Doesn't that say a lot about Amtrak and how much they really don't care about the bottom line? They knew people were taking four night trips and for the price of one and costing them revenue, and that didn't bother them. What finally resulting in the change was Amtrak getting irritated by a customer who kept after them because AGR completely fouled up a reservation. Amtrak was unable or unwilling to fix it, and that reservation just happened to be a "loophole" trip. So, they pull the plug on the loopholes out of spite, not because it was costing them money.

If Amtrak and AGR are not watching here and elsewhere for schemes that steal revenue, they should be. I can assure you that airlines watch FT all the time and react very quickly if some nonsense is going on. I guess Amtrak figures that taxpayers will make up whatever losses they incur, so who cares.

Have you noticed that *AGR Insider* has been MIA at FT for nearly two weeks? I hope it wasn't something I said.


----------



## Ispolkom

Actually, I still haven't seen any evidence that any AGR award other than the one Mister Toad tried to book has changed. I'd be willing to bet that this particular trip is now a two-zone award, but that others that aren't so baroque are still one-zone awards.
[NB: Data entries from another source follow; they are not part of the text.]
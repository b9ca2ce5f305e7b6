//! # ledger: the run & content ledger
//!
//! [`JsonLedger`] is the bundled [`LedgerStore`]. It keeps rows in memory and, when opened on a
//! path, rewrites a JSON snapshot of every table after each successful write.
//!
//! Rows are the storage representation: nested structures (tags, platform sets, optimization
//! summaries, asset lists, adaptation maps, metadata bags) are JSON text columns. This module is
//! the only place that encodes or decodes them; everything crossing the [`LedgerStore`] boundary
//! is typed.
//!
//! Every write is applied to a copy of the tables, persisted, and only then swapped in, so a
//! failed write (including a failed snapshot) leaves the ledger unchanged. Content and its first run
//! are inserted together, a re-run's run row and the content relink land together, and
//! `finalize_run` updates the run and its content status in that single step.

use std::collections::BTreeMap;
use std::path::{Path, PathBuf};

use async_trait::async_trait;
use chrono::{DateTime, Utc};
use serde::de::DeserializeOwned;
use serde::{Deserialize, Serialize};
use tokio::sync::Mutex;
use tracing::{debug, info};

use crate::contract::LedgerStore;
use crate::error::{FailureKind, LedgerError};
use crate::model::{
    ContentStatus, MediaKind, OptimizationHistory, OrchestrationRun, PlatformAdaptation,
    PublishStrategy, RunStatus, UnifiedContent,
};

fn to_text<T: Serialize + ?Sized>(value: &T) -> Result<String, LedgerError> {
    Ok(serde_json::to_string(value)?)
}

fn from_text<T: DeserializeOwned>(text: &str) -> Result<T, LedgerError> {
    Ok(serde_json::from_str(text)?)
}

fn opt_to_text<T: Serialize>(value: &Option<T>) -> Result<Option<String>, LedgerError> {
    value.as_ref().map(to_text).transpose()
}

fn opt_from_text<T: DeserializeOwned>(text: &Option<String>) -> Result<Option<T>, LedgerError> {
    text.as_deref().map(from_text).transpose()
}

#[derive(Debug, Clone, Serialize, Deserialize)]
struct ContentRow {
    seq: u64,
    id: String,
    owner_id: String,
    title: String,
    description: Option<String>,
    media_url: Option<String>,
    media_kind: Option<MediaKind>,
    duration_secs: Option<u32>,
    tags: String,
    category: Option<String>,
    niche: Option<String>,
    target_platforms: String,
    publish_strategy: PublishStrategy,
    scheduled_for: Option<DateTime<Utc>>,
    timezone: Option<String>,
    optimization: String,
    status: ContentStatus,
    orchestration_run_id: String,
    created_at: DateTime<Utc>,
}

impl ContentRow {
    fn encode(seq: u64, c: &UnifiedContent) -> Result<Self, LedgerError> {
        Ok(ContentRow {
            seq,
            id: c.id.clone(),
            owner_id: c.owner_id.clone(),
            title: c.title.clone(),
            description: c.description.clone(),
            media_url: c.media_url.clone(),
            media_kind: c.media_kind,
            duration_secs: c.duration_secs,
            tags: to_text(&c.tags)?,
            category: c.category.clone(),
            niche: c.niche.clone(),
            target_platforms: to_text(&c.target_platforms)?,
            publish_strategy: c.publish_strategy,
            scheduled_for: c.scheduled_for,
            timezone: c.timezone.clone(),
            optimization: to_text(&c.optimization)?,
            status: c.status,
            orchestration_run_id: c.orchestration_run_id.clone(),
            created_at: c.created_at,
        })
    }

    fn decode(&self) -> Result<UnifiedContent, LedgerError> {
        Ok(UnifiedContent {
            id: self.id.clone(),
            owner_id: self.owner_id.clone(),
            title: self.title.clone(),
            description: self.description.clone(),
            media_url: self.media_url.clone(),
            media_kind: self.media_kind,
            duration_secs: self.duration_secs,
            tags: from_text(&self.tags)?,
            category: self.category.clone(),
            niche: self.niche.clone(),
            target_platforms: from_text(&self.target_platforms)?,
            publish_strategy: self.publish_strategy,
            scheduled_for: self.scheduled_for,
            timezone: self.timezone.clone(),
            optimization: from_text(&self.optimization)?,
            status: self.status,
            orchestration_run_id: self.orchestration_run_id.clone(),
            created_at: self.created_at,
        })
    }
}

#[derive(Debug, Clone, Serialize, Deserialize)]
struct RunRow {
    id: String,
    content_id: String,
    owner_id: String,
    status: RunStatus,
    started_at: DateTime<Utc>,
    completed_at: Option<DateTime<Utc>>,
    duration_ms: Option<u64>,
    viral_analysis_id: Option<String>,
    thumbnail_analysis_id: Option<String>,
    ad_analysis_id: Option<String>,
    optimization_summary: Option<String>,
    generated_assets: Option<String>,
    platform_adaptations: Option<String>,
    distribution: Option<String>,
    error: Option<String>,
    failure_kind: Option<FailureKind>,
}

impl RunRow {
    fn encode(r: &OrchestrationRun) -> Result<Self, LedgerError> {
        Ok(RunRow {
            id: r.id.clone(),
            content_id: r.content_id.clone(),
            owner_id: r.owner_id.clone(),
            status: r.status,
            started_at: r.started_at,
            completed_at: r.completed_at,
            duration_ms: r.duration_ms,
            viral_analysis_id: r.viral_analysis_id.clone(),
            thumbnail_analysis_id: r.thumbnail_analysis_id.clone(),
            ad_analysis_id: r.ad_analysis_id.clone(),
            optimization_summary: opt_to_text(&r.optimization_summary)?,
            generated_assets: opt_to_text(&r.generated_assets)?,
            platform_adaptations: opt_to_text(&r.platform_adaptations)?,
            distribution: opt_to_text(&r.distribution)?,
            error: r.error.clone(),
            failure_kind: r.failure_kind,
        })
    }

    fn decode(&self) -> Result<OrchestrationRun, LedgerError> {
        Ok(OrchestrationRun {
            id: self.id.clone(),
            content_id: self.content_id.clone(),
            owner_id: self.owner_id.clone(),
            status: self.status,
            started_at: self.started_at,
            completed_at: self.completed_at,
            duration_ms: self.duration_ms,
            viral_analysis_id: self.viral_analysis_id.clone(),
            thumbnail_analysis_id: self.thumbnail_analysis_id.clone(),
            ad_analysis_id: self.ad_analysis_id.clone(),
            optimization_summary: opt_from_text(&self.optimization_summary)?,
            generated_assets: opt_from_text(&self.generated_assets)?,
            platform_adaptations: opt_from_text(&self.platform_adaptations)?,
            distribution: opt_from_text(&self.distribution)?,
            error: self.error.clone(),
            failure_kind: self.failure_kind,
        })
    }
}

#[derive(Debug, Clone, Serialize, Deserialize)]
struct AdaptationRow {
    platform: String,
    title: String,
    description: Option<String>,
    caption: Option<String>,
    hashtags: String,
    media_url: Option<String>,
    thumbnail_url: Option<String>,
    metadata: String,
}

impl AdaptationRow {
    fn encode(a: &PlatformAdaptation) -> Result<Self, LedgerError> {
        Ok(AdaptationRow {
            platform: a.platform.to_string(),
            title: a.title.clone(),
            description: a.description.clone(),
            caption: a.caption.clone(),
            hashtags: to_text(&a.hashtags)?,
            media_url: a.media_url.clone(),
            thumbnail_url: a.thumbnail_url.clone(),
            metadata: to_text(&a.metadata)?,
        })
    }

    fn decode(&self) -> Result<PlatformAdaptation, LedgerError> {
        Ok(PlatformAdaptation {
            platform: self.platform.as_str().into(),
            title: self.title.clone(),
            description: self.description.clone(),
            caption: self.caption.clone(),
            hashtags: from_text(&self.hashtags)?,
            media_url: self.media_url.clone(),
            thumbnail_url: self.thumbnail_url.clone(),
            metadata: from_text(&self.metadata)?,
        })
    }
}

#[derive(Debug, Clone, Serialize, Deserialize)]
struct HistoryRow {
    run_id: String,
    content_id: String,
    original_title: String,
    original_description: Option<String>,
    original_tags: String,
    optimized_title: String,
    optimized_description: Option<String>,
    optimized_tags: String,
    change_summary: String,
    improvement_score: f64,
    created_at: DateTime<Utc>,
}
//! Before/after record of what the viral optimizer changed, kept for audit and feedback.

use chrono::{DateTime, Utc};

use crate::model::{OptimizationHistory, UnifiedContent, ViralAnalysis};

const SUMMARY_RECOMMENDATIONS: usize = 3;

/// Short human-readable summary from the score and the top recommendations.
pub fn change_summary(viral: &ViralAnalysis) -> String {
    let top: Vec<&str> = viral
        .recommendations
        .iter()
        .map(|r| r.trim())
        .filter(|r| !r.is_empty())
        .take(SUMMARY_RECOMMENDATIONS)
        .collect();
    if top.is_empty() {
        format!("Viral score {:.0}/100.", viral.score)
    } else {
        format!(
            "Viral score {:.0}/100. Top recommendations: {}.",
            viral.score,
            top.join("; ")
        )
    }
}

pub fn build_history(
    run_id: &str,
    content: &UnifiedContent,
    viral: &ViralAnalysis,
    now: DateTime<Utc>,
) -> OptimizationHistory {
    OptimizationHistory {
        run_id: run_id.to_string(),
        content_id: content.id.clone(),
        original_title: content.title.clone(),
        original_description: content.description.clone(),
        original_tags: content.tags.clone(),
        optimized_title: viral.optimized_title.clone(),
        optimized_description: viral.optimized_description.clone(),
        optimized_tags: viral.optimized_tags.clone(),
        change_summary: change_summary(viral),
        improvement_score: viral.score,
        created_at: now,
    }
}
/// # content-orchestrator CLI
///
/// Command parsing and glue around [`content_orchestrator_core`]: every subcommand loads the YAML
/// config, wires HTTP collaborators and a [`JsonLedger`] into an [`Orchestrator`], performs one
/// operation and prints the outcome as pretty JSON on stdout. Logs go to stderr.
///
/// For programmatic or integration use, call [`run`] with a constructed [`Cli`].
use crate::client::HttpCollaborators;
use crate::load_config::load_config;
use anyhow::{Context, Result};
use clap::{Parser, Subcommand};
use content_orchestrator_core::contract::LedgerStore;
use content_orchestrator_core::model::{ContentStatus, OrchestrationInput};
use content_orchestrator_core::{JsonLedger, Orchestrator};
use serde::Serialize;
use std::path::{Path, PathBuf};
use std::sync::Arc;
use std::time::Duration;

/// CLI for content-orchestrator: optimize, adapt and distribute content across platforms.
#[derive(Parser)]
#[clap(
    name = "content-orchestrator",
    version,
    about = "Optimize, adapt and distribute one piece of content to many platforms"
)]
pub struct Cli {
    #[clap(subcommand)]
    pub command: Commands,
}

#[derive(Subcommand)]
pub enum Commands {
    /// Run the full pipeline for a submission read from a YAML file
    Orchestrate {
        /// Path to the YAML config file
        #[clap(long)]
        config: PathBuf,
        /// Path to the YAML submission
        #[clap(long)]
        input: PathBuf,
    },
    /// Re-run the pipeline for stored content under a new run
    Rerun {
        #[clap(long)]
        config: PathBuf,
        #[clap(long)]
        content_id: String,
    },
    /// Print a stored content item
    ShowContent {
        #[clap(long)]
        config: PathBuf,
        #[clap(long)]
        id: String,
    },
    /// Print a stored orchestration run
    ShowRun {
        #[clap(long)]
        config: PathBuf,
        #[clap(long)]
        id: String,
    },
    /// List an owner's content, oldest first
    ListContent {
        #[clap(long)]
        config: PathBuf,
        #[clap(long)]
        owner: String,
    },
    /// Fail runs that have been running for longer than the given number of seconds
    Sweep {
        #[clap(long)]
        config: PathBuf,
        #[clap(long)]
        stale_after_secs: u64,
    },
}

/// Async CLI entrypoint shared by `main` and the integration tests.
pub async fn run(cli: Cli) -> Result<()> {
    tracing::info!("trace_initialised");

    match cli.command {
        Commands::Orchestrate { config, input } => {
            let orchestrator = build_orchestrator(&config).await?;
            let submission = load_submission(&input)?;
            tracing::info!(command = "orchestrate", owner_id = %submission.owner_id, "Starting orchestration");
            let result = orchestrator
                .orchestrate(submission)
                .await
                .context("Orchestration was rejected")?;
            if result.status == ContentStatus::Failed {
                tracing::warn!(command = "orchestrate", run_id = %result.run_id, error = ?result.error, "Run failed");
            }
            print_json(&result)
        }
        Commands::Rerun { config, content_id } => {
            let orchestrator = build_orchestrator(&config).await?;
            tracing::info!(command = "rerun", %content_id, "Re-running orchestration");
            match orchestrator
                .rerun(&content_id)
                .await
                .context("Re-run was rejected")?
            {
                Some(result) => print_json(&result),
                None => not_found(),
            }
        }
        Commands::ShowContent { config, id } => {
            let orchestrator = build_orchestrator(&config).await?;
            match orchestrator.get_content(&id).await? {
                Some(content) => print_json(&content),
                None => not_found(),
            }
        }
        Commands::ShowRun { config, id } => {
            let orchestrator = build_orchestrator(&config).await?;
            match orchestrator.get_run(&id).await? {
                Some(run) => print_json(&run),
                None => not_found(),
            }
        }
        Commands::ListContent { config, owner } => {
            let orchestrator = build_orchestrator(&config).await?;
            let contents = orchestrator.list_content_for_owner(&owner).await?;
            print_json(&contents)
        }
        Commands::Sweep {
            config,
            stale_after_secs,
        } => {
            let orchestrator = build_orchestrator(&config).await?;
            let swept = orchestrator
                .sweep_stale_runs(Duration::from_secs(stale_after_secs))
                .await?;
            tracing::info!(command = "sweep", swept = swept.len(), "Sweep complete");
            print_json(&swept)
        }
    }
}

async fn build_orchestrator(config_path: &Path) -> Result<Orchestrator> {
    let config = load_config(config_path)?;

    let ledger: Arc<dyn LedgerStore> = match &config.ledger.path {
        Some(path) => Arc::new(
            JsonLedger::open(path)
                .await
                .with_context(|| format!("Failed to open ledger at {path:?}"))?,
        ),
        None => {
            tracing::warn!("No ledger path configured; records will not outlive this process");
            Arc::new(JsonLedger::in_memory())
        }
    };

    let collaborators = HttpCollaborators::new(config.collaborators, config.api_key)
        .map_err(|e| anyhow::anyhow!("Failed to build collaborator clients: {e}"))?
        .into_collaborators();

    Ok(Orchestrator::new(collaborators, ledger, config.orchestrator))
}

fn load_submission(path: &Path) -> Result<OrchestrationInput> {
    let text = std::fs::read_to_string(path)
        .with_context(|| format!("Failed to read submission file {path:?}"))?;
    serde_yaml::from_str(&text).with_context(|| format!("Failed to parse submission YAML {path:?}"))
}

fn print_json<T: Serialize>(value: &T) -> Result<()> {
    println!("{}", serde_json::to_string_pretty(value)?);
    Ok(())
}

fn not_found() -> Result<()> {
    println!("not found");
    Ok(())
}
I'll agree that AGR isn't very well run, but I don't think that the fancy loophole trips are a very good example. After all, you aren't "stealing revenue" if you book a roomette or bedroom that wouldn't otherwise be sold. The fixed costs of the train are still there, and the marginal cost of the AGR traveler would be what? The cost of the ingredients of his or her meals?

AGR's real problem from Amtrak's perspective is its lack of capacity controls. It's not that I'm booking a bedroom on the Empire Builder for points, it's that I'm booking a top-dollar bedroom on the Portland sleeper in August for points. Sure they try to deal with this with black-out dates (and rules about which Acelas you can book), but even these black-out dates are NEC-oriented. Is Easter, for instance, a busy time on most long-distance trains?

Cynical though I am, I don't agree that "Amtrak figures that taxpayers will make up whatever losses they incur, so who cares." Instead I think that the programming fix in a legacy program like Arrow is probably more expensive than the costs of people abusing the system, if that's what you want to call it. I call it following the rules.


----------



## The Metropolitan

I guess they had their reasons, but I never fully understood why the zone breaker from the central to Eastern Zone wasn't set at Chicago instead of Toledo. I'm sure some folks in Toledo can use this to advantage, but it would seem that more folks going from East to Midwest would find it easier to use.


----------



## RRrich

PRR 60 said:


> *What finally resulting in the change* was Amtrak getting irritated by a customer who kept after them because AGR completely fouled up a reservation. Amtrak was unable or unwilling to fix it, and that reservation just happened to be a "loophole" trip. So, they pull the plug on the loopholes out of spite, not because it was costing them money.


How sure are you that the incident you mention was the cause of the change?

Do you have "inside info" or are you just speculating??

Problem with information on the internet is that it is hard to know how good the information is.


----------



## ALC Rail Writer

Oh come on now... I was told from two sources on the inside that the loophole was closing and that they were planning this months in advance. They didn't close the loophole out of spite, they wouldn't fix my reservation because it was a loophole.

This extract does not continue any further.